2. [Configuration](#configuration)  
   Define all file paths, API parameters, and date-column lists in one place for reproducibility.  

3. [Data Loading](#data-loading)  
   Fetch data from the San Jose API and read the Dallas + SoCo CSVs into pandas DataFrames.  

4. [Data Cleaning & Standardization](#data-cleaning--standardization)  
   Rename columns, lowercase them, and drop duplicates so all sources share the same schema.  

5. [Data Merging & Harmonization](#data-merging--harmonization)  
   Stack the three sources into one “bronze” table, tag each row by origin, and enforce dtypes.  

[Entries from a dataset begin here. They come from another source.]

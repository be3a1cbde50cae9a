// SPDX-License-Identifier: Apache-2.0
// © James Ross Ω FLYING•ROBOTS <https://github.com/flyingrobots>
//! Reporting port for violations and configuration errors.

use serde::Serialize;
use tagreq_model::SymbolModel;

use crate::requirement::ConfigurationError;
use crate::validator::Violation;

/// Receives validation findings in traversal order.
///
/// Implementations turn findings into host diagnostics; any call means the
/// round fails.
pub trait Reporter {
    /// Called once per violation.
    fn on_violation(&mut self, violation: &Violation, model: &dyn SymbolModel);
    /// Called once per misconfigured trigger.
    fn on_configuration_error(&mut self, error: &ConfigurationError);
}

/// Diagnostic severity.
#[derive(Debug, Clone, Copy, PartialEq, Eq, Serialize)]
#[serde(rename_all = "lowercase")]
pub enum Severity {
    /// Fails the build.
    Error,
}

/// A rendered finding.
#[derive(Debug, Clone, PartialEq, Eq, Serialize)]
pub struct Diagnostic {
    /// Severity of the finding.
    pub severity: Severity,
    /// Human-readable message.
    pub message: String,
    /// The offending symbol, when the finding has one.
    #[serde(skip_serializing_if = "Option::is_none")]
    pub symbol: Option<String>,
    /// The enclosing flagged method, when the finding has one.
    #[serde(skip_serializing_if = "Option::is_none")]
    pub method: Option<String>,
}

/// Renders the message for a violation.
pub fn violation_message(violation: &Violation, model: &dyn SymbolModel) -> String {
    format!(
        "{} at {} should have one of these annotations: [{}]",
        model.describe(violation.symbol),
        model.describe(violation.enclosing_method),
        violation.required.join(", ")
    )
}

/// Reporter that keeps everything it is told.
#[derive(Debug, Default)]
pub struct CollectingReporter {
    /// Violations, in report order.
    pub violations: Vec<Violation>,
    /// Configuration errors, in report order.
    pub configuration_errors: Vec<ConfigurationError>,
    /// Rendered diagnostics for both, in report order.
    pub diagnostics: Vec<Diagnostic>,
}

impl Reporter for CollectingReporter {
    fn on_violation(&mut self, violation: &Violation, model: &dyn SymbolModel) {
        self.diagnostics.push(Diagnostic {
            severity: Severity::Error,
            message: violation_message(violation, model),
            symbol: Some(model.describe(violation.symbol)),
            method: Some(model.describe(violation.enclosing_method)),
        });
        self.violations.push(violation.clone());
    }

    fn on_configuration_error(&mut self, error: &ConfigurationError) {
        self.diagnostics.push(Diagnostic {
            severity: Severity::Error,
            message: error.to_string(),
            symbol: None,
            method: None,
        });
        self.configuration_errors.push(error.clone());
    }
}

6. [Quick Exploratory Checks](#quick-exploratory-checks)  
   Check missing values, unique counts, distributions, date ranges, and monthly trends.  

-----

## 1. Setup

**Purpose:**  
Ensure the environment has all necessary libraries installed and imported.  
- `%pip install ...` installs dependencies.  

In [1]:
%pip install -r ../../requirements.txt

Note: you may need to restart the kernel to use updated packages.


In [2]:
import os
import subprocess
import requests
import json
import pandas as pd
from sodapy import Socrata

-----

## 2. Configuration

**Purpose:**  
Centralize all “magic” values—file paths, API endpoints, parameters, and date-column names to make it easy to load everything locally.
- Makes the notebook reproducible.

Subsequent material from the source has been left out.